Tak berselang lama, Ibu kembali datang, lalu ikut duduk di sebelahku. Dia mengelus pucuk kepalaku seolah iba dengan keadaan ini. 

“Sabar ya, Ve. Bapak menjual motor kamu mau buat biaya resepsi Ela. Nanti juga bakalan diganti sama Rizal kok,” ucap Ibu. 

“Ganti pakai apa, Bu?” tanyaku tanpa menoleh. 

“Ya pakai uang lah..., kalau uang proyek Rizal sudah cair, langsung diganti kok. Bahkan Bapak juga bakalan dibelikan motor,” jelas Ibu. 

Miris. Bapak dan Ibu hanya memikirkan uang tanpa peduli perasaanku. Pun dengan Ela yang mau saja dinikahkan dengan calon suami kakaknya. 

“Setahuku Rizal pengangguran, Bu,” jawabku enteng. 

“Hush...! Jangan sok tahu kamu. Kami semua sangat dekat dengan Rizal, jadi sudah tahu semuanya. Rizal itu orang kaya yang enggak suka pamer kekayaan,” protes Ibu. 

Diam. Aku tak mau berdebat dengan Ibu. Sedekat-dekatnya dia, sudah tentu aku lebih dekat. Lima tahun bukan waktu yang singkat untuk mengenal kehidupan Rizal.

Sebuah mobil warna hitam tiba-tiba berhenti di halaman rumah. Aku dan Ibu saling tatap, seolah bertanya siapa gerangan yang datang. 

Farhan-lelaki yang dulu pernah kucintai turun dari mobil, tersenyum ramah mendekat ke arah kami.

“Siapa, Ve?” tanya Ibu setengah berbisik. 
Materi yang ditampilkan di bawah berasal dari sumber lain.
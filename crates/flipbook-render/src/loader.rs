//! Opening documents from files, memory or URLs

use crate::backend::RenderBackend;
use crate::probe::{has_pdf_header, probe};
use flipbook_core::{DocumentId, DocumentSource, FlipbookError, Result};
use std::io::Read;
use std::sync::Arc;
use std::sync::atomic::{AtomicU64, Ordering};

/// Refuse downloads larger than this
pub const MAX_DOWNLOAD_BYTES: u64 = 200 * 1024 * 1024;

static NEXT_DOC_ID: AtomicU64 = AtomicU64::new(0);

fn next_id() -> DocumentId {
    DocumentId(NEXT_DOC_ID.fetch_add(1, Ordering::SeqCst))
}

/// A loaded PDF. Cloning is cheap; the bytes are shared.
#[derive(Debug, Clone)]
pub struct DocumentHandle {
    pub id: DocumentId,
    pub name: String,
    pub title: Option<String>,
    pub page_count: usize,
    data: Arc<[u8]>,
}

impl DocumentHandle {
    pub fn data(&self) -> &[u8] {
        &self.data
    }

    pub fn contains(&self, page: usize) -> bool {
        (1..=self.page_count).contains(&page)
    }

    /// Title from the document info if present, else the source name
    pub fn display_title(&self) -> &str {
        self.title.as_deref().unwrap_or(&self.name)
    }
}

/// Read a source and open it with `backend`
pub async fn load_document(
    source: DocumentSource,
    backend: Arc<dyn RenderBackend>,
) -> Result<DocumentHandle> {
    let name = source.display_name();
    let data = read_source(source).await?;
    open_bytes(name, data, backend).await
}

/// Fetch the raw bytes of a source
pub async fn read_source(source: DocumentSource) -> Result<Vec<u8>> {
    match source {
        DocumentSource::Path(path) => tokio::fs::read(&path).await.map_err(|e| {
            FlipbookError::InvalidDocument(format!("Cannot read {}: {}", path.display(), e))
        }),
        DocumentSource::Bytes { data, .. } => Ok(data),
        DocumentSource::Url(url) => tokio::task::spawn_blocking(move || fetch_url(&url)).await?,
    }
}

/// Download a PDF over HTTP(S)
pub fn fetch_url(url: &str) -> Result<Vec<u8>> {
    log::info!("Downloading {}", url);

    let response = ureq::get(url).call().map_err(|e| match e {
        ureq::Error::Status(code, _) => {
            FlipbookError::InvalidDocument(format!("Server returned {} for {}", code, url))
        }
        other => FlipbookError::InvalidDocument(format!("Failed to fetch {}: {}", url, other)),
    })?;

    let mut bytes = Vec::new();
    response
        .into_reader()
        .take(MAX_DOWNLOAD_BYTES + 1)
        .read_to_end(&mut bytes)
        .map_err(|e| FlipbookError::InvalidDocument(format!("Download interrupted: {}", e)))?;

    if bytes.len() as u64 > MAX_DOWNLOAD_BYTES {
        return Err(FlipbookError::InvalidDocument(format!(
            "{} is larger than {} bytes",
            url, MAX_DOWNLOAD_BYTES
        )));
    }

    Ok(bytes)
}

/// Validate bytes and count pages with `backend`
pub async fn open_bytes(
    name: String,
    data: Vec<u8>,
    backend: Arc<dyn RenderBackend>,
) -> Result<DocumentHandle> {
    if !has_pdf_header(&data) {
        return Err(FlipbookError::InvalidDocument(format!(
            "{} is not a PDF file",
            name
        )));
    }

    let data: Arc<[u8]> = Arc::from(data);
    let shared = data.clone();

    let (page_count, title) = tokio::task::spawn_blocking(move || {
        let page_count = backend.page_count(&shared)?;
        // The title is a nicety; a document lopdf can't parse may still render
        let title = probe(&shared).ok().and_then(|info| info.title);
        Ok::<_, FlipbookError>((page_count, title))
    })
    .await??;

    if page_count == 0 {
        return Err(FlipbookError::InvalidDocument(format!(
            "{} has no pages",
            name
        )));
    }

    let handle = DocumentHandle {
        id: next_id(),
        name,
        title,
        page_count,
        data,
    };
    log::info!(
        "Loaded '{}' ({} pages) as {:?}",
        handle.name,
        handle.page_count,
        handle.id
    );

    Ok(handle)
}
pub mod cache;
pub mod context;
pub mod gesture;
pub mod link;
pub mod navigation;
mod options;
pub mod preload;
mod types;

pub use cache::{CachePolicy, PageCache};
pub use context::{Key, ViewerAction, ViewerContext};
pub use gesture::{FlipVisual, GestureOutcome, GestureTracker, PressOutcome, SwipeIntent};
pub use link::ShareLink;
pub use navigation::{Flip, FlipDirection, IgnoreReason, NavOutcome, NavState, Navigator};
pub use options::*;
pub use preload::{preload_targets, preload_window};
pub use types::*;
“Farhan,” jawabku singkat sambil terus menatap ke arah laki-laki itu. 

Jika diperhatikan, dia masih sama seperti dulu. Hanya saja sekarang terlihat lebih dewasa. Senyum itu.... Ah! Senyum itu yang dulu pernah membuatku salah tingkah. 

“Assalamu alaikum, Bu, Ve,” ucap Farhan mengangguk sopan. 

“Waalaikum salam,” jawabku grogi. 

Di luar dugaan, dia meraih tangan Ibu lalu menciumnya. Ibu saja sampai kaget melihat sikap Farhan yang sopan. Berbanding terbalik dengan Rizal yang tak pernah seperti itu. 

“Berangkat sekarang, Ve?” tanya Farhan. 

Aku melongo mendengar pertanyaan Farhan. Perasaan aku enggak ada janji pergi sama dia kenapa mengajak berangkat? 

“Berangkat ke mana?” tanyaku bingung. 

“Loh..., bukannya tadi Linda bilang kamu minta jemput ngajak jalan?” tanyanya Balik. 

“Astaga..., Linda! Keterlaluan! Aku minta dia jemput aku kenapa malah Farhan yang disuruh kesini! Pakai bilang aku ngajak jalan lagi!” Aku mengumpat dalam hati. 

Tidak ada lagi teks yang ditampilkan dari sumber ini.